Regulatory penalties are already here. New York City's Local Law 144 requires annual independent bias audits of automated employment decision tools. Penalties start at $500 for the first offense and climb to $1,500 per violation per day for repeat offenses. Multiple cities and states are following New York's lead.

Reputational damage is the hidden cost. The court can order companies to notify millions of affected applicants. Imagine your company's name on a court-ordered list sent to every person your AI rejected.
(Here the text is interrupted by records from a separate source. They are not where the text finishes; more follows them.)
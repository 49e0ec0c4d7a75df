//! CSV transaction reader
//!
//! Columns are located by header name. A file whose first row already parses
//! as a date is treated as headerless and read positionally as
//! `date, amount, type, category, description`.

use std::io::Read;

use csv::{ReaderBuilder, StringRecord, Trim};

use super::{parse_date, AmountField, RawRecord};
use crate::error::FincastResult;

/// Column positions for a CSV file
#[derive(Debug, Clone, PartialEq, Eq)]
pub struct ColumnMapping {
    pub date_column: Option<usize>,
    /// Single signed amount column
    pub amount_column: Option<usize>,
    /// Outflow column, used with `credit_column` when there is no amount column
    pub debit_column: Option<usize>,
    /// Inflow column
    pub credit_column: Option<usize>,
    /// Income/expense column
    pub type_column: Option<usize>,
    pub category_column: Option<usize>,
    pub description_column: Option<usize>,
    /// Whether the first row is a header
    pub has_header: bool,
}

impl Default for ColumnMapping {
    fn default() -> Self {
        Self {
            date_column: Some(0),
            amount_column: Some(1),
            debit_column: None,
            credit_column: None,
            type_column: Some(2),
            category_column: Some(3),
            description_column: Some(4),
            has_header: true,
        }
    }
}

impl ColumnMapping {
    /// Positional layout for files without a header row
    pub fn headerless() -> Self {
        Self {
            has_header: false,
            ..Self::default()
        }
    }

    fn empty() -> Self {
        Self {
            date_column: None,
            amount_column: None,
            debit_column: None,
            credit_column: None,
            type_column: None,
            category_column: None,
            description_column: None,
            has_header: true,
        }
    }
}

fn looks_like_data_row(record: &StringRecord) -> bool {
    record
        .get(0)
        .and_then(|first| parse_date(first, "%Y-%m-%d"))
        .is_some()
}

/// Detect the column mapping from the first row of a file
pub fn detect_mapping_from_headers(headers: &StringRecord) -> ColumnMapping {
    if looks_like_data_row(headers) {
        return ColumnMapping::headerless();
    }

    let mut mapping = ColumnMapping::empty();

    for (idx, header) in headers.iter().enumerate() {
        let h = header.trim().to_lowercase();

        if h == "type" || h == "kind" || h.contains("transaction type") || h == "direction" {
            mapping.type_column.get_or_insert(idx);
        } else if h.contains("date") || h.contains("posted") || h == "when" {
            mapping.date_column.get_or_insert(idx);
        } else if h.contains("debit") || h.contains("outflow") || h.contains("withdrawal") {
            mapping.debit_column.get_or_insert(idx);
        } else if h.contains("credit") || h.contains("inflow") || h.contains("deposit") {
            mapping.credit_column.get_or_insert(idx);
        } else if h.contains("amount") || h == "value" || h == "total" {
            mapping.amount_column.get_or_insert(idx);
        } else if h.contains("category") || h.contains("account") {
            mapping.category_column.get_or_insert(idx);
        } else if h.contains("description")
            || h.contains("memo")
            || h.contains("payee")
            || h.contains("merchant")
            || h.contains("note")
            || h == "name"
        {
            mapping.description_column.get_or_insert(idx);
        }
    }

    if mapping.amount_column.is_some() {
        mapping.debit_column = None;
        mapping.credit_column = None;
    }

    tracing::debug!(?mapping, "detected CSV columns");
    mapping
}

fn cell(record: &StringRecord, column: Option<usize>) -> Option<String> {
    column
        .and_then(|col| record.get(col))
        .map(str::trim)
        .filter(|s| !s.is_empty())
        .map(String::from)
}

fn amount_field(record: &StringRecord, mapping: &ColumnMapping) -> AmountField {
    if mapping.amount_column.is_some() {
        return match cell(record, mapping.amount_column) {
            Some(text) => AmountField::Signed(text),
            None => AmountField::Missing,
        };
    }

    let debit = cell(record, mapping.debit_column);
    let credit = cell(record, mapping.credit_column);
    if debit.is_none() && credit.is_none() {
        return AmountField::Missing;
    }
    AmountField::Split {
        debit: debit.unwrap_or_default(),
        credit: credit.unwrap_or_default(),
    }
}

/// Read CSV rows into raw records
///
/// Without an explicit `mapping`, columns are detected from the first row.
/// Only structural CSV failures are errors; bad cell values are left for
/// normalization.
pub fn parse_csv<R: Read>(input: R, mapping: Option<ColumnMapping>) -> FincastResult<Vec<RawRecord>> {
    let mut reader = ReaderBuilder::new()
        .has_headers(false)
        .flexible(true)
        .trim(Trim::All)
        .from_reader(input);

    let rows: Vec<StringRecord> = reader.records().collect::<Result<_, _>>()?;
    let Some(first) = rows.first() else {
        return Ok(Vec::new());
    };

    let mapping = mapping.unwrap_or_else(|| detect_mapping_from_headers(first));
    let skip = usize::from(mapping.has_header);

    let records = rows
        .iter()
        .skip(skip)
        .filter(|row| row.iter().any(|c| !c.is_empty()))
        .enumerate()
        .map(|(idx, row)| RawRecord {
            row: idx + 1,
            date: cell(row, mapping.date_column),
            amount: amount_field(row, &mapping),
            kind: cell(row, mapping.type_column),
            category: cell(row, mapping.category_column),
            description: cell(row, mapping.description_column),
        })
        .collect();

    Ok(records)
}
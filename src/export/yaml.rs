//! YAML Export functionality
//!
//! Same document as the JSON export, preceded by a comment header for
//! readers opening the file by hand.

use std::io::Write;

use crate::error::{FincastError, FincastResult};
use crate::reports::InsightReport;

/// Export the report to YAML format
pub fn export_report_yaml<W: Write>(report: &InsightReport, writer: &mut W) -> FincastResult<()> {
    let header = format!(
        "# fincast insight report\n\
         # Generated: {}\n\
         # App Version: {}\n\
         #\n\
         # Amounts are in currency units. Forecast entries marked\n\
         # `predicted: true` are projections, not recorded activity.\n\n",
        report.generated_at, report.app_version
    );
    writer
        .write_all(header.as_bytes())
        .map_err(|e| FincastError::Export(e.to_string()))?;

    serde_yaml::to_writer(writer, report).map_err(|e| FincastError::Export(e.to_string()))?;

    Ok(())
}
//! Per-period totals and forecast points

use serde::ser::SerializeStruct;
use serde::{Serialize, Serializer};

use super::money::Money;
use super::period::MonthKey;

/// Income and expense totals for one calendar month
///
/// The balance is always derived, so `balance = income - expense` holds for
/// every instance.
#[derive(Debug, Clone, Copy, PartialEq, Eq)]
pub struct PeriodMetrics {
    pub period: MonthKey,
    pub income: Money,
    pub expense: Money,
}

impl PeriodMetrics {
    pub fn new(period: MonthKey, income: Money, expense: Money) -> Self {
        Self {
            period,
            income,
            expense,
        }
    }

    /// An empty bucket for the given month
    pub fn empty(period: MonthKey) -> Self {
        Self::new(period, Money::zero(), Money::zero())
    }

    pub fn balance(&self) -> Money {
        self.income - self.expense
    }

    pub fn label(&self) -> String {
        self.period.label()
    }
}

impl Serialize for PeriodMetrics {
    fn serialize<S: Serializer>(&self, serializer: S) -> Result<S::Ok, S::Error> {
        let mut state = serializer.serialize_struct("PeriodMetrics", 4)?;
        state.serialize_field("period", &self.period)?;
        state.serialize_field("income", &self.income)?;
        state.serialize_field("expense", &self.expense)?;
        state.serialize_field("balance", &self.balance())?;
        state.end()
    }
}

/// One point on a forecast chart: either a historical month or a projection
#[derive(Debug, Clone, Copy, PartialEq, Eq, Serialize)]
pub struct ForecastPoint {
    pub period: MonthKey,
    pub income: Money,
    pub expense: Money,
    #[serde(skip_serializing_if = "is_false")]
    pub predicted: bool,
}

fn is_false(value: &bool) -> bool {
    !*value
}

impl ForecastPoint {
    /// A synthesized (predicted) point
    pub fn predicted(period: MonthKey, income: Money, expense: Money) -> Self {
        Self {
            period,
            income,
            expense,
            predicted: true,
        }
    }

    /// Income minus expense for this point
    pub fn projected_balance(&self) -> Money {
        self.income - self.expense
    }

    pub fn label(&self) -> String {
        self.period.label()
    }
}

impl From<&PeriodMetrics> for ForecastPoint {
    fn from(metrics: &PeriodMetrics) -> Self {
        Self {
            period: metrics.period,
            income: metrics.income,
            expense: metrics.expense,
            predicted: false,
        }
    }
}
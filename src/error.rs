//! Custom error types for fincast
//!
//! The analysis functions never fail; these errors come from the edges of the
//! crate: reading settings, importing transaction files and writing reports.

use thiserror::Error;

/// The main error type for fincast operations
#[derive(Error, Debug)]
pub enum FincastError {
    /// Configuration-related errors
    #[error("Configuration error: {0}")]
    Config(String),

    /// File I/O errors
    #[error("I/O error: {0}")]
    Io(String),

    /// JSON serialization/deserialization errors
    #[error("JSON error: {0}")]
    Json(String),

    /// YAML serialization errors
    #[error("YAML error: {0}")]
    Yaml(String),

    /// CSV reader/writer errors
    #[error("CSV error: {0}")]
    Csv(String),

    /// Invalid user-supplied values (thresholds, business types, formats)
    #[error("Validation error: {0}")]
    Validation(String),

    /// Transaction file could not be imported
    #[error("Import error in {source_name}: {reason}")]
    Import { source_name: String, reason: String },

    /// Report could not be written
    #[error("Export error: {0}")]
    Export(String),
}

impl FincastError {
    /// Create an import error tied to a file or stream name
    pub fn import(source_name: impl Into<String>, reason: impl Into<String>) -> Self {
        Self::Import {
            source_name: source_name.into(),
            reason: reason.into(),
        }
    }

    /// Check if this is a validation error
    pub fn is_validation(&self) -> bool {
        matches!(self, Self::Validation(_))
    }
}

impl From<std::io::Error> for FincastError {
    fn from(err: std::io::Error) -> Self {
        Self::Io(err.to_string())
    }
}

impl From<serde_json::Error> for FincastError {
    fn from(err: serde_json::Error) -> Self {
        Self::Json(err.to_string())
    }
}

impl From<serde_yaml::Error> for FincastError {
    fn from(err: serde_yaml::Error) -> Self {
        Self::Yaml(err.to_string())
    }
}

impl From<csv::Error> for FincastError {
    fn from(err: csv::Error) -> Self {
        Self::Csv(err.to_string())
    }
}

/// Result type alias for fincast operations
pub type FincastResult<T> = Result<T, FincastError>;

#[cfg(test)]
mod tests {
    use super::*;

    #[test]
    fn test_error_display() {
        let err = FincastError::Config("bad horizon".into());
        assert_eq!(err.to_string(), "Configuration error: bad horizon");
    }

    #[test]
    fn test_import_error() {
        let err = FincastError::import("bank.csv", "no date column");
        assert_eq!(err.to_string(), "Import error in bank.csv: no date column");
    }

    #[test]
    fn test_is_validation() {
        assert!(FincastError::Validation("x".into()).is_validation());
        assert!(!FincastError::Export("x".into()).is_validation());
    }

    #[test]
    fn test_from_io_error() {
        let io_err = std::io::Error::new(std::io::ErrorKind::NotFound, "file not found");
        let err: FincastError = io_err.into();
        assert!(matches!(err, FincastError::Io(_)));
    }
}
//! rustls verifier adapters for the certificate trust pipeline.
//!
//! rustls invokes certificate verification synchronously inside the
//! handshake, while the trust pipeline awaits its network checks. The
//! adapters bridge the two by blocking the handshake task on the
//! pipeline future; the handshake therefore suspends until every check
//! resolves, exactly as the trust model requires.

use std::fmt;
use std::future::Future;
use std::sync::Arc;

use rustls::client::danger::{HandshakeSignatureValid, ServerCertVerified, ServerCertVerifier};
use rustls::crypto::{verify_tls12_signature, verify_tls13_signature, CryptoProvider};
use rustls::pki_types::{CertificateDer, ServerName, UnixTime};
use rustls::server::danger::{ClientCertVerified, ClientCertVerifier};
use rustls::{DigitallySignedStruct, DistinguishedName, Error as TlsError, SignatureScheme};
use tokio::runtime::Handle;

use crate::trust::{CertificateTrustPipeline, HandshakeSide};

/// Endpoint label for inbound client certificates, where no remote
/// name is available at verification time.
const INBOUND_ENDPOINT: &str = "inbound-client";

fn block_on<F: Future>(handle: &Handle, future: F) -> F::Output {
    // Requires the multi-threaded runtime; the handshake task yields
    // its worker while the checks run.
    tokio::task::block_in_place(|| handle.block_on(future))
}

fn endpoint_name(server_name: &ServerName<'_>) -> String {
    match server_name {
        ServerName::DnsName(name) => name.as_ref().to_string(),
        ServerName::IpAddress(ip) => std::net::IpAddr::from(*ip).to_string(),
        _ => "unknown".to_string(),
    }
}

fn owned_chain(intermediates: &[CertificateDer<'_>]) -> Vec<Vec<u8>> {
    intermediates.iter().map(|c| c.as_ref().to_vec()).collect()
}

fn rejection(reason: Option<&str>) -> TlsError {
    TlsError::General(reason.unwrap_or("certificate rejected by trust pipeline").to_string())
}

/// Validates server certificates on outbound connections.
pub struct PinnedServerCertVerifier {
    pipeline: Arc<CertificateTrustPipeline>,
    runtime: Handle,
    crypto: Arc<CryptoProvider>,
}

impl PinnedServerCertVerifier {
    pub fn new(pipeline: Arc<CertificateTrustPipeline>, runtime: Handle) -> Self {
        Self {
            pipeline,
            runtime,
            crypto: Arc::new(rustls::crypto::ring::default_provider()),
        }
    }
}

impl fmt::Debug for PinnedServerCertVerifier {
    fn fmt(&self, f: &mut fmt::Formatter<'_>) -> fmt::Result {
        f.write_str("PinnedServerCertVerifier")
    }
}

impl ServerCertVerifier for PinnedServerCertVerifier {
    fn verify_server_cert(
        &self,
        end_entity: &CertificateDer<'_>,
        intermediates: &[CertificateDer<'_>],
        server_name: &ServerName<'_>,
        ocsp_response: &[u8],
        _now: UnixTime,
    ) -> Result<ServerCertVerified, TlsError> {
        let endpoint = endpoint_name(server_name);
        let chain = owned_chain(intermediates);
        let stapled = (!ocsp_response.is_empty()).then_some(ocsp_response);

        let decision = block_on(
            &self.runtime,
            self.pipeline.validate_peer(
                HandshakeSide::Server,
                &endpoint,
                end_entity.as_ref(),
                &chain,
                stapled,
            ),
        );

        if decision.accepted {
            Ok(ServerCertVerified::assertion())
        } else {
            Err(rejection(decision.reason()))
        }
    }

    fn verify_tls12_signature(
        &self,
        message: &[u8],
        cert: &CertificateDer<'_>,
        dss: &DigitallySignedStruct,
    ) -> Result<HandshakeSignatureValid, TlsError> {
        verify_tls12_signature(message, cert, dss, &self.crypto.signature_verification_algorithms)
    }

    fn verify_tls13_signature(
        &self,
        message: &[u8],
        cert: &CertificateDer<'_>,
        dss: &DigitallySignedStruct,
    ) -> Result<HandshakeSignatureValid, TlsError> {
        verify_tls13_signature(message, cert, dss, &self.crypto.signature_verification_algorithms)
    }

    fn supported_verify_schemes(&self) -> Vec<SignatureScheme> {
        self.crypto.signature_verification_algorithms.supported_schemes()
    }
}

/// Validates client certificates on inbound mTLS connections.
pub struct GatewayClientCertVerifier {
    pipeline: Arc<CertificateTrustPipeline>,
    runtime: Handle,
    crypto: Arc<CryptoProvider>,
    root_hints: Vec<DistinguishedName>,
}

impl GatewayClientCertVerifier {
    pub fn new(pipeline: Arc<CertificateTrustPipeline>, runtime: Handle) -> Self {
        Self {
            pipeline,
            runtime,
            crypto: Arc::new(rustls::crypto::ring::default_provider()),
            root_hints: Vec::new(),
        }
    }
}

impl fmt::Debug for GatewayClientCertVerifier {
    fn fmt(&self, f: &mut fmt::Formatter<'_>) -> fmt::Result {
        f.write_str("GatewayClientCertVerifier")
    }
}

impl ClientCertVerifier for GatewayClientCertVerifier {
    fn root_hint_subjects(&self) -> &[DistinguishedName] {
        &self.root_hints
    }

    fn verify_client_cert(
        &self,
        end_entity: &CertificateDer<'_>,
        intermediates: &[CertificateDer<'_>],
        _now: UnixTime,
    ) -> Result<ClientCertVerified, TlsError> {
        let chain = owned_chain(intermediates);

        let decision = block_on(
            &self.runtime,
            self.pipeline.validate_peer(
                HandshakeSide::Client,
                INBOUND_ENDPOINT,
                end_entity.as_ref(),
                &chain,
                None,
            ),
        );

        if decision.accepted {
            Ok(ClientCertVerified::assertion())
        } else {
            Err(rejection(decision.reason()))
        }
    }

    fn verify_tls12_signature(
        &self,
        message: &[u8],
        cert: &CertificateDer<'_>,
        dss: &DigitallySignedStruct,
    ) -> Result<HandshakeSignatureValid, TlsError> {
        verify_tls12_signature(message, cert, dss, &self.crypto.signature_verification_algorithms)
    }

    fn verify_tls13_signature(
        &self,
        message: &[u8],
        cert: &CertificateDer<'_>,
        dss: &DigitallySignedStruct,
    ) -> Result<HandshakeSignatureValid, TlsError> {
        verify_tls13_signature(message, cert, dss, &self.crypto.signature_verification_algorithms)
    }

    fn supported_verify_schemes(&self) -> Vec<SignatureScheme> {
        self.crypto.signature_verification_algorithms.supported_schemes()
    }
}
The EEOC's May 2023 guidance makes your obligations explicit: you are responsible for the results of algorithmic tools, even if a third party designed or ran them.

Here is the bottom line for your budget:

  • $500–$1,500 per day in NYC penalties for missing bias audits
  • 1.1 billion rejections processed through a single platform during the litigation period
  • 100+ rejections for one applicant, often within minutes — the pattern that started it all
  • Every applicant over 40 since September 2020 is a potential plaintiff in this case

If your vendor cannot explain why a candidate was rejected — or if they disclaim all liability for bias — your company carries 100% of the risk.

What's Actually Happening Under the Hood

Most AI hiring tools run on large language models (LLMs) — systems designed to predict the most likely next word, not to make fair decisions. Think of them as autocomplete engines operating at massive scale. They are built for plausibility, not accuracy. When you wrap a thin application layer around one of these models and call it a "hiring solution," you get three dangerous failure modes.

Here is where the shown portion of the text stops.